Netanya is located on the Israeli Mediterranean Coastal Plain, the historic land bridge between Europe, Africa, and Asia. The city is the capital of the Sharon plain, a geographic region stretching from the Mediterranean in the west to the Samarian hills in the east, and the modern-day Gush Dan metropolitan area in the south northwards to Mount Carmel. Although the capital of a densely populated region, Netanya itself is relatively separate from settlements to the north, south, and east, although, over time, growth has incorporated some into what makes up modern-day Netanya.

Apart from some small moshavim and kibbutzim, south of Netanya is relatively clear of settlement until Herzliya and the start of the Gush Dan metropolitan area. Likewise, to the north is clear of large settlement until Hadera, and to the east until Tulkarm in the West Bank. The area to the east of Netanya does, however, have a large concentration of kibbutzim and moshavim in the Hefer Valley Regional Council and local councils of Kfar Yona, Kadima-Tzoran and Even Yehuda.

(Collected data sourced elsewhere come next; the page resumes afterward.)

use std::path::PathBuf;

use anyhow::Result;
use clap::Parser;
use tracing::info;
use tracing_subscriber::EnvFilter;

use uav_mimo_link::io::{load_scenario_from_json, Scenario};
use uav_mimo_link::render::{ascii_heat_map, save_capacity_csv};
use uav_mimo_link::sweep::{mean_capacity_at, run_sweep};

/// Achievable BS -> UAV rate of a hybrid-beamforming mmWave link.
#[derive(Parser, Debug)]
#[command(version, about)]
struct Args {
    /// Scenario JSON (base_station, uav, link, sweep); defaults otherwise
    #[arg(long)]
    scenario: Option<String>,

    /// Grid steps per axis
    #[arg(long)]
    steps: Option<usize>,

    /// Monte-Carlo trials per position
    #[arg(long)]
    trials: Option<usize>,

    #[arg(long)]
    seed: Option<u64>,

    /// Where to write the capacity map
    #[arg(long, default_value = "capacity_map.csv")]
    output: PathBuf,

    /// Only evaluate the configured UAV position
    #[arg(long)]
    single: bool,
}

fn main() -> Result<()> {
    tracing_subscriber::fmt()
        .with_env_filter(EnvFilter::try_from_default_env().unwrap_or_else(|_| EnvFilter::new("info")))
        .init();

    let args = Args::parse();

    let mut scenario = match &args.scenario {
        Some(path) => load_scenario_from_json(path)?,
        None => Scenario::default(),
    };
    if let Some(steps) = args.steps {
        scenario.sweep.n_steps = steps;
    }
    if let Some(trials) = args.trials {
        scenario.link.trials = trials;
    }
    if let Some(seed) = args.seed {
        scenario.sweep.seed = seed;
    }

    let (bs, uav) = scenario.build()?;
    info!(
        "BS N_T={} N_s={} at {:?}, UAV N_r={} at {:?}, {} trials",
        bs.n_t(),
        bs.n_s(),
        bs.location(),
        uav.n_r(),
        uav.location(),
        scenario.link.trials
    );

    if args.single {
        let rate = mean_capacity_at(&bs, &uav, scenario.link, scenario.sweep.seed)?;
        println!("Mean capacity at {:?}: {:.4} bps/Hz", uav.location(), rate);
        return Ok(());
    }

    let (map, metrics) = run_sweep(&bs, &uav, scenario.link, scenario.sweep)?;
    save_capacity_csv(&map, &args.output)?;

    println!("{}", ascii_heat_map(&map, scenario.sweep.n_levels));
    println!(
        "Rate min {:.3} / mean {:.3} / max {:.3} bps/Hz over {} cells ({} ms)",
        map.min(),
        map.mean(),
        map.max(),
        metrics.cells_computed,
        metrics.elapsed_ms
    );
    if let Some((x, y, rate)) = map.argmax() {
        println!("Best position: ({:.1}, {:.1}) -> {:.3} bps/Hz", x, y, rate);
    }
    println!("Contour levels: {:?}", map.contour_levels(scenario.sweep.n_levels));
    println!("Capacity map written to {:?}", args.output);
    Ok(())
}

Netanya itself is divided into a large number of neighborhoods (see Neighborhoods of Netanya), recently growing southwards out of the city to create several high-end coastal neighborhoods with industrial areas inland. Netanya is home to the Poleg nature reserve and the Irises Dora Rainpool nature park containing the world's largest population of iris atropurpurea. At the center of the park is a rainpool which fills up with water in the winter months, and dries up over the summer months. Signs along the rain pool include information on the types of flora and fauna that populate the ecosystem.

==Demographics==

In , Netanya was home to people. The population density of the city is 7,115 per square kilometer. The population is expected to be around 320,000 in 2035. According to a 2001 survey by the CBS, 99.9% of the population are Jewish and other non-Arabs. In 2001 alone, the city became home to 1,546 immigrants. According to CBS, in 2001 there were 78,800 males and 84,900 females with the population of the city being spread out, with 31.1% 19 years of age or younger, 15.3% between 20 and 29, 17.2% between 30 and 44, 17.4% from 45 to 59, 4.2% from 60 to 64, and 14.9% 65 years of age or older.

In terms of the origin of Netanya's residents, 63,800 originate from Europe and America, 30,200 from North Africa, 18,100 from Asia, 10,500 from Ethiopia and 38,100 from Israel in 2008. That same year, 90,200 of the residents of Netanya were born in Israel, while 71,300 were born abroad. A significant number of Ethiopian Jews in Israel have settled in Netanya with over 10,500 Ethiopian Jewish residents in the city. Netanya is also the center of the Persian Jewish community of Israel.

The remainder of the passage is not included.